====== Extracted records

//! Configuration management module.
//!
//! Handles loading and saving application configuration from a JSON file
//! in the platform config directory.

use std::fs;
use std::path::{Path, PathBuf};

use serde::{Deserialize, Serialize};

use crate::ui::theme::Theme;

/// UI-enforced bounds for the export dimensions.
pub const MIN_EXPORT_WIDTH: u32 = 100;
pub const MAX_EXPORT_WIDTH: u32 = 3840;
pub const MIN_EXPORT_HEIGHT: u32 = 100;
pub const MAX_EXPORT_HEIGHT: u32 = 2160;

/// Application configuration.
#[derive(Debug, Clone, Serialize, Deserialize)]
pub struct Config {
    #[serde(default)]
    pub html_file_path: String,
    #[serde(default = "default_export_width")]
    pub export_width: u32,
    #[serde(default = "default_export_height")]
    pub export_height: u32,
    #[serde(default)]
    pub theme: Theme,
    #[serde(default = "default_render_delay")]
    pub render_delay_ms: u64,
}

fn default_export_width() -> u32 {
    1024
}

fn default_export_height() -> u32 {
    768
}

fn default_render_delay() -> u64 {
    1000
}

impl Default for Config {
    fn default() -> Self {
        Self {
            html_file_path: String::new(),
            export_width: 1024,
            export_height: 768,
            theme: Theme::default(),
            render_delay_ms: 1000,
        }
    }
}

impl Config {
    /// Pull hand-edited values back into the UI-enforced ranges.
    fn clamp_dimensions(&mut self) {
        self.export_width = self.export_width.clamp(MIN_EXPORT_WIDTH, MAX_EXPORT_WIDTH);
        self.export_height = self.export_height.clamp(MIN_EXPORT_HEIGHT, MAX_EXPORT_HEIGHT);
    }
}

/// Configuration manager for loading/saving config.
pub struct ConfigManager {
    config_path: PathBuf,
}

impl ConfigManager {
    pub fn new() -> Self {
        let mut path = PathBuf::from("html_png_converter.json");
        if let Some(dirs) = directories::ProjectDirs::from("com", "htmlpng", "html-png-converter") {
            let config_dir = dirs.config_dir();
            if !config_dir.exists() {
                let _ = fs::create_dir_all(config_dir);
            }
            path = config_dir.join("config.json");
        }
        Self { config_path: path }
    }

    /// Get the config file path.
    pub fn config_file_path(&self) -> &Path {
        &self.config_path
    }

    /// Load configuration from file, falling back to defaults.
    pub fn load(&self) -> Config {
        let mut config = self.try_load().unwrap_or_default();
        config.clamp_dimensions();
        config
    }

    fn try_load(&self) -> Option<Config> {
        if !self.config_path.exists() {
            return None;
        }

        let content = fs::read_to_string(&self.config_path).ok()?;
        match serde_json::from_str(&content) {
            Ok(config) => Some(config),
            Err(e) => {
                log::warn!("ignoring malformed config {}: {}", self.config_path.display(), e);
                None
            }
        }
    }

    /// Save configuration to file.
    pub fn save(&self, config: &Config) -> std::io::Result<()> {
        let json = serde_json::to_string_pretty(config)
            .map_err(|e| std::io::Error::new(std::io::ErrorKind::Other, e))?;
        fs::write(&self.config_path, json)
    }
}

impl Default for ConfigManager {
    fn default() -> Self {
        Self::new()
    }
}

#[cfg(test)]
mod tests {
    use super::*;

    #[test]
    fn test_config_default() {
        let config = Config::default();
        assert_eq!(config.export_width, 1024);
        assert_eq!(config.export_height, 768);
        assert_eq!(config.render_delay_ms, 1000);
        assert_eq!(config.theme, Theme::Light);
    }

    #[test]
    fn test_config_serialization() {
        let config = Config::default();
        let json = serde_json::to_string(&config).unwrap();
        let parsed: Config = serde_json::from_str(&json).unwrap();
        assert_eq!(parsed.export_width, config.export_width);
        assert_eq!(parsed.theme, config.theme);
    }

    #[test]
    fn test_missing_fields_use_defaults() {
        let parsed: Config = serde_json::from_str("{}").unwrap();
        assert_eq!(parsed.export_width, 1024);
        assert_eq!(parsed.render_delay_ms, 1000);
    }

    #[test]
    fn test_dimensions_clamped_on_load() {
        let mut config: Config =
            serde_json::from_str(r#"{"export_width": 10, "export_height": 99999}"#).unwrap();
        config.clamp_dimensions();
        assert_eq!(config.export_width, MIN_EXPORT_WIDTH);
        assert_eq!(config.export_height, MAX_EXPORT_HEIGHT);
    }
}
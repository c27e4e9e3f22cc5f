//! Theme configuration for egui.
//!
//! Three selectable themes (Light, Dark, Blue) applied as egui visuals
//! and persisted in the application config.

use egui::{Color32, Rounding, Stroke, Visuals};
use serde::{Deserialize, Serialize};

/// Selectable UI theme.
#[derive(Debug, Clone, Copy, PartialEq, Eq, Default, Serialize, Deserialize)]
pub enum Theme {
    #[default]
    Light,
    Dark,
    Blue,
}

impl Theme {
    pub const ALL: [Theme; 3] = [Theme::Light, Theme::Dark, Theme::Blue];

    pub fn label(&self) -> &'static str {
        match self {
            Theme::Light => "Light",
            Theme::Dark => "Dark",
            Theme::Blue => "Blue",
        }
    }

    /// Apply this theme to the egui context.
    pub fn apply(&self, ctx: &egui::Context) {
        let mut style = (*ctx.style()).clone();
        style.visuals = match self {
            Theme::Light => light_visuals(),
            Theme::Dark => dark_visuals(),
            Theme::Blue => blue_visuals(),
        };
        style.spacing.item_spacing = egui::vec2(8.0, 6.0);
        style.spacing.button_padding = egui::vec2(12.0, 6.0);
        ctx.set_style(style);
    }
}

fn light_visuals() -> Visuals {
    let mut visuals = Visuals::light();

    let background = Color32::from_rgb(240, 240, 240); // #f0f0f0
    let widget = Color32::from_rgb(224, 224, 224);     // #e0e0e0
    let hovered = Color32::from_rgb(208, 208, 208);    // #d0d0d0
    let border = Color32::from_rgb(176, 176, 176);     // #b0b0b0
    let text = Color32::from_rgb(32, 32, 32);          // #202020

    visuals.panel_fill = background;
    visuals.window_fill = background;
    visuals.extreme_bg_color = Color32::WHITE; // editor and preview backgrounds

    style_widgets(&mut visuals, widget, hovered, border, text);
    visuals.widgets.active.bg_fill = border;

    visuals.selection.bg_fill = Color32::from_rgb(144, 176, 224);
    visuals.selection.stroke = Stroke::new(1.0, text);

    visuals
}

fn dark_visuals() -> Visuals {
    let mut visuals = Visuals::dark();

    let background = Color32::from_rgb(45, 45, 45);  // #2d2d2d
    let widget = Color32::from_rgb(85, 85, 85);      // #555555
    let hovered = Color32::from_rgb(102, 102, 102);  // #666666
    let border = Color32::from_rgb(119, 119, 119);   // #777777
    let text = Color32::from_rgb(224, 224, 224);     // #e0e0e0

    visuals.panel_fill = background;
    visuals.window_fill = background;
    visuals.extreme_bg_color = Color32::from_rgb(61, 61, 61); // #3d3d3d editors

    style_widgets(&mut visuals, widget, hovered, border, text);
    visuals.widgets.active.bg_fill = border;

    visuals.selection.bg_fill = Color32::from_rgb(70, 100, 150);
    visuals.selection.stroke = Stroke::new(1.0, Color32::WHITE);

    visuals
}

fn blue_visuals() -> Visuals {
    let mut visuals = Visuals::dark();

    let background = Color32::from_rgb(30, 58, 95);  // #1e3a5f
    let widget = Color32::from_rgb(58, 94, 140);     // #3a5e8c
    let hovered = Color32::from_rgb(74, 126, 176);   // #4a7eb0
    let panel = Color32::from_rgb(44, 76, 124);      // #2c4c7c
    let text = Color32::WHITE;

    visuals.panel_fill = background;
    visuals.window_fill = background;
    visuals.extreme_bg_color = panel; // editors keep the mid-blue fill

    style_widgets(&mut visuals, widget, hovered, hovered, text);
    visuals.widgets.active.bg_fill = hovered;

    visuals.selection.bg_fill = hovered;
    visuals.selection.stroke = Stroke::new(1.0, Color32::WHITE);

    visuals
}

fn style_widgets(
    visuals: &mut Visuals,
    widget: Color32,
    hovered: Color32,
    border: Color32,
    text: Color32,
) {
    visuals.widgets.noninteractive.fg_stroke = Stroke::new(1.0, text);
    visuals.widgets.noninteractive.bg_stroke = Stroke::new(1.0, border);

    visuals.widgets.inactive.bg_fill = widget;
    visuals.widgets.inactive.weak_bg_fill = widget;
    visuals.widgets.inactive.fg_stroke = Stroke::new(1.0, text);
    visuals.widgets.inactive.bg_stroke = Stroke::new(1.0, border);
    visuals.widgets.inactive.rounding = Rounding::same(4.0);

    visuals.widgets.hovered.bg_fill = hovered;
    visuals.widgets.hovered.weak_bg_fill = hovered;
    visuals.widgets.hovered.fg_stroke = Stroke::new(1.0, text);
    visuals.widgets.hovered.rounding = Rounding::same(4.0);

    visuals.widgets.active.fg_stroke = Stroke::new(1.0, text);
    visuals.widgets.active.rounding = Rounding::same(4.0);
}

#[cfg(test)]
mod tests {
    use super::*;

    #[test]
    fn test_default_theme_is_light() {
        assert_eq!(Theme::default(), Theme::Light);
    }

    #[test]
    fn test_theme_round_trips_through_config_json() {
        for theme in Theme::ALL {
            let json = serde_json::to_string(&theme).unwrap();
            let parsed: Theme = serde_json::from_str(&json).unwrap();
            assert_eq!(parsed, theme);
        }
    }

    #[test]
    fn test_labels_are_distinct() {
        assert_ne!(Theme::Light.label(), Theme::Dark.label());
        assert_ne!(Theme::Dark.label(), Theme::Blue.label());
    }
}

============

**Exercise**
Search the records above for "Stroke" and copy every line that has it.

**The completed task**
use egui::{Color32, Rounding, Stroke, Visuals};
    visuals.selection.stroke = Stroke::new(1.0, text);
    visuals.selection.stroke = Stroke::new(1.0, Color32::WHITE);
    visuals.selection.stroke = Stroke::new(1.0, Color32::WHITE);
    visuals.widgets.noninteractive.fg_stroke = Stroke::new(1.0, text);
    visuals.widgets.noninteractive.bg_stroke = Stroke::new(1.0, border);
    visuals.widgets.inactive.fg_stroke = Stroke::new(1.0, text);
    visuals.widgets.inactive.bg_stroke = Stroke::new(1.0, border);
    visuals.widgets.hovered.fg_stroke = Stroke::new(1.0, text);
    visuals.widgets.active.fg_stroke = Stroke::new(1.0, text);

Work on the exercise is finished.